Open alexbowe opened 10 years ago
In Thrust should work like this: https://github.com/thrust/thrust/blob/master/examples/lexicographical_sort.cu but should be tested against this: https://github.com/thrust/thrust/blob/master/examples/sort.cu (Because they are integers as it is...)
A cool side effect of using the permutation method in the lexicographical sort example above is that a minimum of changes need to occur to permute the counts as well (for graph correction).
flag ideas: --quantize q (to quantize the counts to q values), --with-counts (defaults to keep actual counts) Needs a flag to help graph construction etc...
Need to modify STXXL to support sorting hooks.
Would be nice to compare this against Megahit (which uses GPU sorting, but doesn't use STXXL, so has an input limit dependent on RAM [I think], but also partitions runs differently to how STXXL does).
First version should just use the same amount of RAM as the GPU has, but later if the user specifies more ram than the vidcard has, should set up a circular buffer so we can keep filling up system memory while the GPU sorts runs (probably requires non-trivial changes to STXXL).

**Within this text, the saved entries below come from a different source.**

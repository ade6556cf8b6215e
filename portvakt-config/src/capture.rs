//! Packet capture configuration.
//!
//! Defines which interface is watched, which decoy ports count as
//! scan bait, and which of the host's own addresses are excluded from
//! detection so outbound probes can never self-ban the host.

use std::collections::BTreeSet;
use std::net::Ipv4Addr;

use serde::{Deserialize, Serialize};
use validator::{self, Validate};

use crate::error::ConfigError;
use crate::validation;

/// Packet capture configuration.
#[derive(Debug, Serialize, Deserialize, Validate, Clone)]
pub struct CaptureConfig {
    /// Network interface for live capture.
    #[validate(custom(function = validation::validate_interface))]
    #[serde(default = "default_interface")]
    pub interface: String,

    /// Run in promiscuous mode?
    #[serde(default = "default_promiscuous")]
    pub promiscuous: bool,

    /// Capture snapshot length in bytes.
    #[validate(range(min = 128, max = 262144))]
    #[serde(default = "default_snaplen")]
    pub snaplen: usize,

    /// Monitored (decoy) port specs: a single port `"2222"` or an inclusive
    /// range `"8000-8100"`.
    #[validate(custom(function = validation::validate_port_specs))]
    #[serde(default)]
    pub monitored_ports: Vec<String>,

    /// The host's own egress addresses; traffic sourced from these is never
    /// reported.
    #[serde(default)]
    pub egress_ips: Vec<Ipv4Addr>,
}

fn default_interface() -> String {
    "eth0".into()
}

fn default_promiscuous() -> bool {
    true
}

fn default_snaplen() -> usize {
    1600
}

impl Default for CaptureConfig {
    fn default() -> Self {
        Self {
            interface: default_interface(),
            promiscuous: default_promiscuous(),
            snaplen: default_snaplen(),
            monitored_ports: Vec::new(),
            egress_ips: Vec::new(),
        }
    }
}

impl CaptureConfig {
    /// Expand the configured port specs into a deduplicated port set.
    pub fn expand_ports(&self) -> Result<BTreeSet<u16>, ConfigError> {
        expand_port_specs(&self.monitored_ports)
    }
}

/// Expand `"N"` / `"N-M"` specs into the full, deduplicated port set.
pub(crate) fn expand_port_specs(specs: &[String]) -> Result<BTreeSet<u16>, ConfigError> {
    let mut ports = BTreeSet::new();
    for spec in specs {
        let (left, right) = parse_port_spec(spec)?;
        for port in left..=right {
            ports.insert(port);
        }
    }
    Ok(ports)
}

pub(crate) fn parse_port_spec(spec: &str) -> Result<(u16, u16), ConfigError> {
    let mut parts = spec.splitn(2, '-');
    let left = parts
        .next()
        .unwrap_or_default()
        .trim()
        .parse::<u16>()
        .map_err(|_| ConfigError::PortSpec(spec.to_string()))?;
    let right = match parts.next() {
        Some(raw) => raw
            .trim()
            .parse::<u16>()
            .map_err(|_| ConfigError::PortSpec(spec.to_string()))?,
        None => left,
    };
    if right < left {
        return Err(ConfigError::PortSpec(spec.to_string()));
    }
    Ok((left, right))
}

Use CUB (http://nvlabs.github.io/cub/) for GPGPU, Thrust for other things (TBB, OpenMP if GPGPU not available):
https://github.com/thrust/thrust/wiki/Device-Backendshttps://github.com/thrust/thrust/wiki/Host-Backendshttps://github.com/thrust/thrust/wiki/Direct-System-Access
Probably easy enough to support threaded radix sort on multicore cpu (and gpu, but not as fast as CUB) as a first step.